EXERCISE INPUT Block Start

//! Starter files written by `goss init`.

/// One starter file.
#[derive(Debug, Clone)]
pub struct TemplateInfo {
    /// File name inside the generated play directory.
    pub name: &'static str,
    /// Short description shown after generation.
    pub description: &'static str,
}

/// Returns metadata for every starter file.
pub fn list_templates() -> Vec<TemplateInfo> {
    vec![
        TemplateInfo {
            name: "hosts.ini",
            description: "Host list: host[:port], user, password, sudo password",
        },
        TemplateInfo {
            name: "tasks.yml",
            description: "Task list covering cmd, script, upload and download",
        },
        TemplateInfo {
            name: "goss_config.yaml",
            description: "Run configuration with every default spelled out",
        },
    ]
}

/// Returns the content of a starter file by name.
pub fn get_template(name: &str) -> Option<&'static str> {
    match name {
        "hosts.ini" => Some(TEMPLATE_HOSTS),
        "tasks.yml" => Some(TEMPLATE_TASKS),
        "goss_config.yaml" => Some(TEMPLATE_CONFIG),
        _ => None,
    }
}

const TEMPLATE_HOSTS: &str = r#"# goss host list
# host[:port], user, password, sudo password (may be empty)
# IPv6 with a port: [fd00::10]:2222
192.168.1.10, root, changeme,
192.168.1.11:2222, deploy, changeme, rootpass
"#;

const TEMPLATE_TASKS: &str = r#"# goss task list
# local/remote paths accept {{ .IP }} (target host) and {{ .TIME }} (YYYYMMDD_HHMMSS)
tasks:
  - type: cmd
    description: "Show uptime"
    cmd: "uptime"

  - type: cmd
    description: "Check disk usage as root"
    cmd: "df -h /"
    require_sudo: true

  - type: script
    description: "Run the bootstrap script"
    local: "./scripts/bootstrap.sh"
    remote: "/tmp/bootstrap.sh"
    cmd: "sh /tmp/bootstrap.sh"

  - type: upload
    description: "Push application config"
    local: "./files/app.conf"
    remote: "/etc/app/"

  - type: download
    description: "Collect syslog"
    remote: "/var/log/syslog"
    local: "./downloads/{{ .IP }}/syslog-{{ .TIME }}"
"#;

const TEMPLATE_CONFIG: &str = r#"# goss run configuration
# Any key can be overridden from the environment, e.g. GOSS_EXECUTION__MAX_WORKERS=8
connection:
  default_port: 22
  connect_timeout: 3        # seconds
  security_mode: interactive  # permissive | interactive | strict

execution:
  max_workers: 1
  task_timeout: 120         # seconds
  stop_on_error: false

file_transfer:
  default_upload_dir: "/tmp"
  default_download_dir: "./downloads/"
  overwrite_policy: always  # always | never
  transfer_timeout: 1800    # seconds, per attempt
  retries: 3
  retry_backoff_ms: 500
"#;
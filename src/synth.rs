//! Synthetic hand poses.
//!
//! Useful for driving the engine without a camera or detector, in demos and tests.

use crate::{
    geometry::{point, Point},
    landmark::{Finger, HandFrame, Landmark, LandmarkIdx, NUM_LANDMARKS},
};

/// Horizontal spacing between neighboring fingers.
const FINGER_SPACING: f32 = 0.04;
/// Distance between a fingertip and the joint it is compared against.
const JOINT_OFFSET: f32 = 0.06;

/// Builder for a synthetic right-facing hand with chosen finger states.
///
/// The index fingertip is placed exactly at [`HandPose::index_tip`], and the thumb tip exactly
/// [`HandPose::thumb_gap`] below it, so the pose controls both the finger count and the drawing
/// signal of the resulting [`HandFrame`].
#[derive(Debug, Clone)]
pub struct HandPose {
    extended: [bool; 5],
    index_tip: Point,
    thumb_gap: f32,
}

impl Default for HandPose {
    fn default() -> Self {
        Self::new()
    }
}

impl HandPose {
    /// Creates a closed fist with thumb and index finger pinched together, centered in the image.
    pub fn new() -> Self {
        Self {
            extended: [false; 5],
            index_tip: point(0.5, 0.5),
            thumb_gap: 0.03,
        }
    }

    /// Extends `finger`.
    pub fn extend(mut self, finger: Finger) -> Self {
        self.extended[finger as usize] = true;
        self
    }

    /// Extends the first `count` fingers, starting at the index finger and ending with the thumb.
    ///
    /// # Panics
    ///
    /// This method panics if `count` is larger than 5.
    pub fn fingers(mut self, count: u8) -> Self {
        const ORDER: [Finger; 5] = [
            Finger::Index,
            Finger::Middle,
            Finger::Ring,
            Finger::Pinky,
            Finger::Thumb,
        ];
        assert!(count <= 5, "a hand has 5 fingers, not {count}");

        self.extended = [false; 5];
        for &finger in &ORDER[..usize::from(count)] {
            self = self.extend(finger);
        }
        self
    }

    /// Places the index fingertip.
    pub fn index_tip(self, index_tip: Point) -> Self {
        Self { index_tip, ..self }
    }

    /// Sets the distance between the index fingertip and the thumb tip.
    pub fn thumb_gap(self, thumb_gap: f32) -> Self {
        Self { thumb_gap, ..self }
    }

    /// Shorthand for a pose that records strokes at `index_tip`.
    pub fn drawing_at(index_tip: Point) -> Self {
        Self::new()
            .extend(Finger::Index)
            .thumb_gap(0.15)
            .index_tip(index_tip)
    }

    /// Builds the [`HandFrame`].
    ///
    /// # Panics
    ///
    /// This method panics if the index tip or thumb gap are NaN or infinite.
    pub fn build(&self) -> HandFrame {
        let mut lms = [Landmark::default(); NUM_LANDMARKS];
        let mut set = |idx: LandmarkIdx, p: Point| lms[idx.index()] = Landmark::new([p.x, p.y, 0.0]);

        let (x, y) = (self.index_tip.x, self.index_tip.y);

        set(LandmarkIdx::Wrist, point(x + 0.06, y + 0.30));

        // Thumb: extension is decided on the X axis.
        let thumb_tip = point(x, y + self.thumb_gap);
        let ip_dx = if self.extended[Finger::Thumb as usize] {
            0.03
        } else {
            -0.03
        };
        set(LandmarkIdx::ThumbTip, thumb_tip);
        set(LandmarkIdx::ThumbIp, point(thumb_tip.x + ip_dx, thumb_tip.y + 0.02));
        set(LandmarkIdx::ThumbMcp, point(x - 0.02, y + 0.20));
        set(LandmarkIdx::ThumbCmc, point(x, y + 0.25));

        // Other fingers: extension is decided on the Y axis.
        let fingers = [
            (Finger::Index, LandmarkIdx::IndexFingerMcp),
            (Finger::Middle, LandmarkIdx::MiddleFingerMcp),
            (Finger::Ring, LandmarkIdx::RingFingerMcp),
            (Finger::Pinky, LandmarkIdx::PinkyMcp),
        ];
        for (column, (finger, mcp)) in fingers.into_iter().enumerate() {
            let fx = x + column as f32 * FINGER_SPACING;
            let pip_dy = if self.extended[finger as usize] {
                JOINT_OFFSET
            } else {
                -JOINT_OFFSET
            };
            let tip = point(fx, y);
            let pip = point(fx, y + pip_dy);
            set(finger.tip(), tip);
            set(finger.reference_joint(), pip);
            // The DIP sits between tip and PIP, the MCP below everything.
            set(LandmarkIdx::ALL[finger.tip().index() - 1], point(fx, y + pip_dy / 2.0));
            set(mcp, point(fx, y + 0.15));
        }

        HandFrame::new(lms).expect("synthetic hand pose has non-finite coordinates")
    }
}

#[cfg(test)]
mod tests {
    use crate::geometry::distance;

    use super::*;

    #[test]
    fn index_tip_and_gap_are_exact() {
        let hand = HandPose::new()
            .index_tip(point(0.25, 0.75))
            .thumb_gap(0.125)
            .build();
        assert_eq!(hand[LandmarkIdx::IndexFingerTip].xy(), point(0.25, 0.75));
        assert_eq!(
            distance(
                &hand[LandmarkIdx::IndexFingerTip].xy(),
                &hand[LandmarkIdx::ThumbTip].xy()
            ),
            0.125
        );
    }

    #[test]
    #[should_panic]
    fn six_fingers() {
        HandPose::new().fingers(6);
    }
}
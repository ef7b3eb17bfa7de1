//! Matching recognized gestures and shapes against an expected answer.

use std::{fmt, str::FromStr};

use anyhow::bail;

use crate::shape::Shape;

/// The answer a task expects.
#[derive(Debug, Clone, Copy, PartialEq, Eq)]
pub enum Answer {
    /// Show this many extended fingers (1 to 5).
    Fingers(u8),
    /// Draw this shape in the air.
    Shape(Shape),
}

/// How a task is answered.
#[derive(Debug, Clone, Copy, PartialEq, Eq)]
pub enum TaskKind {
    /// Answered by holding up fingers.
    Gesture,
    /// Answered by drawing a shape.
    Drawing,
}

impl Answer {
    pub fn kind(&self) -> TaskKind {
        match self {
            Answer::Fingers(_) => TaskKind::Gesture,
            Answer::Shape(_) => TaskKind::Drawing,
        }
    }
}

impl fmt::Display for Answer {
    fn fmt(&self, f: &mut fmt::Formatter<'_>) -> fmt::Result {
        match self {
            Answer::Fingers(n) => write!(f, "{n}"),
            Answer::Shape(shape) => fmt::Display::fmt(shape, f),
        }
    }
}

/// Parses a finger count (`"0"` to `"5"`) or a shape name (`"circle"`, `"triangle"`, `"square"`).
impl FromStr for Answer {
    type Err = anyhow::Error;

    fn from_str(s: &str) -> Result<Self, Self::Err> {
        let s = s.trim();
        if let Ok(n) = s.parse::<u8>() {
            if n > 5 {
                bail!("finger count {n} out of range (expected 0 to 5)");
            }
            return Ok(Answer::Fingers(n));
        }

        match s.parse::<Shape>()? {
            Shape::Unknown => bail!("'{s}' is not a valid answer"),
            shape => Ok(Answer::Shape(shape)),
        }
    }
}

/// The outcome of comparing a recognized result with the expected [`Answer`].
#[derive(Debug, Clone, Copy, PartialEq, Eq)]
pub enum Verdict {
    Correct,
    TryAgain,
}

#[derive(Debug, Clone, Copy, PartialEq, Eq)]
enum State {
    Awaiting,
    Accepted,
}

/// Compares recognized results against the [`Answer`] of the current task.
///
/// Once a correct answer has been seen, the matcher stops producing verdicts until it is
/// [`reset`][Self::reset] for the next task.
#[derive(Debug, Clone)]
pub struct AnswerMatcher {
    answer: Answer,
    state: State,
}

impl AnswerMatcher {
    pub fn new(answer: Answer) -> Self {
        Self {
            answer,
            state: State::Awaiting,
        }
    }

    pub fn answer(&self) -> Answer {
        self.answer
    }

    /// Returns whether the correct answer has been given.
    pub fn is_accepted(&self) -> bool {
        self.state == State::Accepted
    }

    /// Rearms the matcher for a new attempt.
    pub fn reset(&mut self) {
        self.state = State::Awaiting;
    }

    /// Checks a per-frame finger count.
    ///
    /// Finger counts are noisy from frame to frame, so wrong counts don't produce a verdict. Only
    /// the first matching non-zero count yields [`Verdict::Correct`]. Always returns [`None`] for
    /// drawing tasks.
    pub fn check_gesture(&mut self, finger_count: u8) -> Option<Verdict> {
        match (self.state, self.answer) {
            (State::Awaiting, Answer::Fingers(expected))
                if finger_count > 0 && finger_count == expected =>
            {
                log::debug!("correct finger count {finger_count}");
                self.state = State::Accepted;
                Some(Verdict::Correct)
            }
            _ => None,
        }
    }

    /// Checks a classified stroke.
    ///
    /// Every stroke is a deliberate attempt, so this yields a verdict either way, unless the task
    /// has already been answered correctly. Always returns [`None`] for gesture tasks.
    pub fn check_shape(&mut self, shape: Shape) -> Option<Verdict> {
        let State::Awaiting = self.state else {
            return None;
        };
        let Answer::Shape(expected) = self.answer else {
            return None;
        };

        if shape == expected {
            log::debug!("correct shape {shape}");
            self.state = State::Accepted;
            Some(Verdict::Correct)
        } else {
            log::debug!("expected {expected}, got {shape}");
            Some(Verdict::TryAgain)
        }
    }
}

EXERCISE INPUT Block End

**WHAT YOU SHOULD DO**
Reproduce, character for character, only the lines of the preceding data that start at the line with "const TEMPLATE_CONFIG: &str" and end at the line with "const JOINT_OFFSET: f32 = 0.06;", both included.

**THE COMPLETED TASK**
const TEMPLATE_CONFIG: &str = r#"# goss run configuration
# Any key can be overridden from the environment, e.g. GOSS_EXECUTION__MAX_WORKERS=8
connection:
  default_port: 22
  connect_timeout: 3        # seconds
  security_mode: interactive  # permissive | interactive | strict

execution:
  max_workers: 1
  task_timeout: 120         # seconds
  stop_on_error: false

file_transfer:
  default_upload_dir: "/tmp"
  default_download_dir: "./downloads/"
  overwrite_policy: always  # always | never
  transfer_timeout: 1800    # seconds, per attempt
  retries: 3
  retry_backoff_ms: 500
"#;
filename src/synth.rs
//! Synthetic hand poses.
//!
//! Useful for driving the engine without a camera or detector, in demos and tests.

use crate::{
    geometry::{point, Point},
    landmark::{Finger, HandFrame, Landmark, LandmarkIdx, NUM_LANDMARKS},
};

/// Horizontal spacing between neighboring fingers.
const FINGER_SPACING: f32 = 0.04;
/// Distance between a fingertip and the joint it is compared against.
const JOINT_OFFSET: f32 = 0.06;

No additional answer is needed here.